I lived aboard in Boston Harbor for years. It can get cold, as you all know, and there are hardships, not the least of which is dealing with the head. I hate it, and for the most part simply used the onshore facilities for all solid waste and only used the holding tank for nighttime liquid.

Since I built my boat, and lived aboard while doing so, I insulated it well, using injected foam as well as the pink and blue sheet foam insulation in the cabin roof and decks. I am also putting this sheeting against the hull all the way to the cabin sole.

Right now, I am in Florida and the insulation helps keep it cool as well as save heat in the winter. I will be going north again soon, as winter is an easier thing to bear than hurricanes stampeding over you.

I NEVER use heat of any kind at night. An accident of any kind will kill you before you can escape, in my humble opinion, and is not worth the risk. I also don't use air conditioning because mold buildup in the unit itself results in headaches.

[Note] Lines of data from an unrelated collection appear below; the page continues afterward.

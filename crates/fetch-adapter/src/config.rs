//! Request descriptor

use std::fmt;
use std::sync::Arc;
use std::time::Duration;

use base64::engine::general_purpose::STANDARD;
use base64::Engine;
use reqwest::Method;

use crate::body::RequestBody;
use crate::cancel::CancelToken;
use crate::fetch::{FetchOverrides, FetchProgress};
use crate::headers::Headers;
use crate::response::ResponseType;
use crate::url_builder::{Params, ParamsSerializer};

/// Default cookie carrying the XSRF token
pub const DEFAULT_XSRF_COOKIE_NAME: &str = "XSRF-TOKEN";

/// Default header the XSRF token is sent in
pub const DEFAULT_XSRF_HEADER_NAME: &str = "X-XSRF-TOKEN";

/// HTTP basic credentials
#[derive(Clone, PartialEq, Eq)]
pub struct BasicAuth {
    /// User name
    pub username: String,
    /// Password
    pub password: String,
}

impl BasicAuth {
    /// Create credentials
    pub fn new(username: impl Into<String>, password: impl Into<String>) -> Self {
        Self {
            username: username.into(),
            password: password.into(),
        }
    }

    /// `Authorization` header value (`Basic base64(user:password)`)
    pub fn header_value(&self) -> String {
        let credentials = format!("{}:{}", self.username, self.password);
        format!("Basic {}", STANDARD.encode(credentials.as_bytes()))
    }
}

impl fmt::Debug for BasicAuth {
    fn fmt(&self, f: &mut fmt::Formatter<'_>) -> fmt::Result {
        f.debug_struct("BasicAuth")
            .field("username", &self.username)
            .field("password", &"[redacted]")
            .finish()
    }
}

/// Download progress delivered to the caller
#[derive(Debug, Clone, Copy, PartialEq, Eq)]
pub struct ProgressEvent {
    /// Whether `total` is known
    pub length_computable: bool,
    /// Bytes received so far
    pub loaded: u64,
    /// Expected body size, 0 when unknown
    pub total: u64,
}

impl From<FetchProgress> for ProgressEvent {
    fn from(progress: FetchProgress) -> Self {
        Self {
            length_computable: progress.total_bytes != 0,
            loaded: progress.transferred_bytes,
            total: progress.total_bytes,
        }
    }
}

/// Caller's download progress callback
pub type ProgressCallback = Arc<dyn Fn(ProgressEvent) + Send + Sync>;

/// Predicate deciding which status codes resolve
#[derive(Clone)]
pub struct StatusValidator(Arc<dyn Fn(u16) -> bool + Send + Sync>);

impl StatusValidator {
    /// Wrap a predicate
    pub fn new<F>(predicate: F) -> Self
    where
        F: Fn(u16) -> bool + Send + Sync + 'static,
    {
        Self(Arc::new(predicate))
    }

    /// Whether `status` resolves
    pub fn accepts(&self, status: u16) -> bool {
        (self.0)(status)
    }
}

impl Default for StatusValidator {
    fn default() -> Self {
        Self::new(|status| (200..300).contains(&status))
    }
}

impl fmt::Debug for StatusValidator {
    fn fmt(&self, f: &mut fmt::Formatter<'_>) -> fmt::Result {
        f.debug_struct("StatusValidator").finish_non_exhaustive()
    }
}

/// Normalized request descriptor
///
/// Built with [`RequestConfig::new`] and the chained setters below; every
/// field is public for callers that assemble configs from their own defaults.
#[derive(Clone)]
pub struct RequestConfig {
    /// Request method
    pub method: Method,
    /// Requested URL, absolute or relative to `base_url`
    pub url: String,
    /// Prefix for relative URLs
    pub base_url: Option<String>,
    /// Request headers
    pub headers: Headers,
    /// Request body
    pub data: Option<RequestBody>,
    /// Query parameters
    pub params: Option<Params>,
    /// Custom query-string serializer
    pub params_serializer: Option<ParamsSerializer>,
    /// Whole-request timeout; zero disables it
    pub timeout: Option<Duration>,
    /// HTTP basic credentials
    pub auth: Option<BasicAuth>,
    /// Send credentials cross-origin; `None` leaves the client's default
    pub with_credentials: Option<bool>,
    /// Cookie carrying the XSRF token
    pub xsrf_cookie_name: Option<String>,
    /// Header the XSRF token is sent in
    pub xsrf_header_name: Option<String>,
    /// How the response body is delivered
    pub response_type: ResponseType,
    /// Download progress callback
    pub on_download_progress: Option<ProgressCallback>,
    /// Caller's cancellation handle
    pub cancel_token: Option<CancelToken>,
    /// Status codes that resolve
    pub validate_status: Option<StatusValidator>,
    /// Passthrough options for the underlying client
    pub fetch_options: Option<FetchOverrides>,
}

impl RequestConfig {
    /// Create a config with default settings
    pub fn new(method: Method, url: impl Into<String>) -> Self {
        Self {
            method,
            url: url.into(),
            base_url: None,
            headers: Headers::new(),
            data: None,
            params: None,
            params_serializer: None,
            timeout: None,
            auth: None,
            with_credentials: None,
            xsrf_cookie_name: Some(DEFAULT_XSRF_COOKIE_NAME.to_string()),
            xsrf_header_name: Some(DEFAULT_XSRF_HEADER_NAME.to_string()),
            response_type: ResponseType::default(),
            on_download_progress: None,
            cancel_token: None,
            validate_status: Some(StatusValidator::default()),
            fetch_options: None,
        }
    }

    /// GET request
    pub fn get(url: impl Into<String>) -> Self {
        Self::new(Method::GET, url)
    }

    /// POST request
    pub fn post(url: impl Into<String>) -> Self {
        Self::new(Method::POST, url)
    }

    /// Set the base URL
    pub fn base_url(mut self, base_url: impl Into<String>) -> Self {
        self.base_url = Some(base_url.into());
        self
    }

    /// Set a header
    pub fn header(mut self, name: impl Into<String>, value: impl Into<String>) -> Self {
        self.headers.set(name, value);
        self
    }

    /// Set the request body
    pub fn data(mut self, data: impl Into<RequestBody>) -> Self {
        self.data = Some(data.into());
        self
    }

    /// Set the query parameters
    pub fn params(mut self, params: Params) -> Self {
        self.params = Some(params);
        self
    }

    /// Set a custom query-string serializer
    pub fn params_serializer(mut self, serializer: ParamsSerializer) -> Self {
        self.params_serializer = Some(serializer);
        self
    }

    /// Set the timeout
    pub fn timeout(mut self, timeout: Duration) -> Self {
        self.timeout = Some(timeout);
        self
    }

    /// Set HTTP basic credentials
    pub fn auth(mut self, auth: BasicAuth) -> Self {
        self.auth = Some(auth);
        self
    }

    /// Set whether credentials are sent cross-origin
    pub fn with_credentials(mut self, with_credentials: bool) -> Self {
        self.with_credentials = Some(with_credentials);
        self
    }

    /// Set the XSRF cookie and header names
    pub fn xsrf(mut self, cookie_name: impl Into<String>, header_name: impl Into<String>) -> Self {
        self.xsrf_cookie_name = Some(cookie_name.into());
        self.xsrf_header_name = Some(header_name.into());
        self
    }

    /// Set the response type
    pub fn response_type(mut self, response_type: ResponseType) -> Self {
        self.response_type = response_type;
        self
    }

    /// Set the download progress callback
    pub fn on_download_progress<F>(mut self, callback: F) -> Self
    where
        F: Fn(ProgressEvent) + Send + Sync + 'static,
    {
        self.on_download_progress = Some(Arc::new(callback));
        self
    }

    /// Attach a cancel token
    pub fn cancel_token(mut self, token: CancelToken) -> Self {
        self.cancel_token = Some(token);
        self
    }

    /// Replace the status validator
    pub fn validate_status(mut self, validator: StatusValidator) -> Self {
        self.validate_status = Some(validator);
        self
    }

    /// Set passthrough options for the underlying client
    pub fn fetch_options(mut self, overrides: FetchOverrides) -> Self {
        self.fetch_options = Some(overrides);
        self
    }
}

impl fmt::Debug for RequestConfig {
    fn fmt(&self, f: &mut fmt::Formatter<'_>) -> fmt::Result {
        f.debug_struct("RequestConfig")
            .field("method", &self.method)
            .field("url", &self.url)
            .field("base_url", &self.base_url)
            .field("headers", &self.headers)
            .field("data", &self.data)
            .field("params", &self.params)
            .field("timeout", &self.timeout)
            .field("auth", &self.auth)
            .field("with_credentials", &self.with_credentials)
            .field("response_type", &self.response_type)
            .field("cancel_token", &self.cancel_token.is_some())
            .field("fetch_options", &self.fetch_options)
            .finish_non_exhaustive()
    }
}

It might sound like I'm making complaints, but not so: I love this life and cannot imagine going back to land. I have now been living aboard since 1985. It keeps geting better.
04-16-2006 05:44 AM
eryka So, is FL in summer worse than the north in winter? April and May, we can all be smug. How did you fare during the hurricanes?
03-22-2006 09:12 AM
duffer1960 I didn't know that about the stuff being dangerous, only that it itches like crazy! The guy next to us used the sealed type; just like the regular pink fiberglass insulation except that it is sealed in plastic (looks like a giant pink snake that has been run over). I stayed with the unsealed type because, if I recall correctly, the sealed type was about twice the cost.
03-22-2006 08:11 AM
Kenshu Actually, the picture is in Wickford Marina, Wickford, RI. I only had to break the ice up a couple times that winter. This winter, no ice at all. Here's another picture reflecting the balmy climate of Narragansett Bay in winter.
03-22-2006 07:23 AM
eryka Notice Kenshu is standing on salt (or at least brackish) water ice - freezes at a lower temp than the "Sweetwater Sea" a.k.a Great Lakes. Brrrr - I was chilly evenings in Newport last year, and that was in June!!
03-21-2006 02:17 PM
TrueBlue Kenshu,
Where in Newport do you slip your boat? Looks like a beauty .

I'm curious to know if you've sealed all surfaces of the pink stuff"? If so, you're aware of the health hazards. Fiberglass fibers become airborne and enter the tightest spaces via convective air movement - naturally occurring between the cold air beneath the shrink wrap, and the interior cabin spaces.

The stuff is pretty nasty, a known carcinogenic and (according to the International Residential Code) is ilegal to remain exposed in living areas.

I suppose, the code only pertains to land residences, but unless completely sealed, it is still dangerous.
03-21-2006 01:54 PM
duffer1960 I wasn't planning on heating the above deck area under the shrink wrap with the furnace; only using that area as the "furnace room" with insulated flexible ducts running to the hatches. This way I wouldn't have to find somewhere to install a heater inside the boat.
Also, the insulation rolled out on the deck does a great job holding in the heat. Again, when spring hits, I can just roll it up and toss it away with the shrink wrap.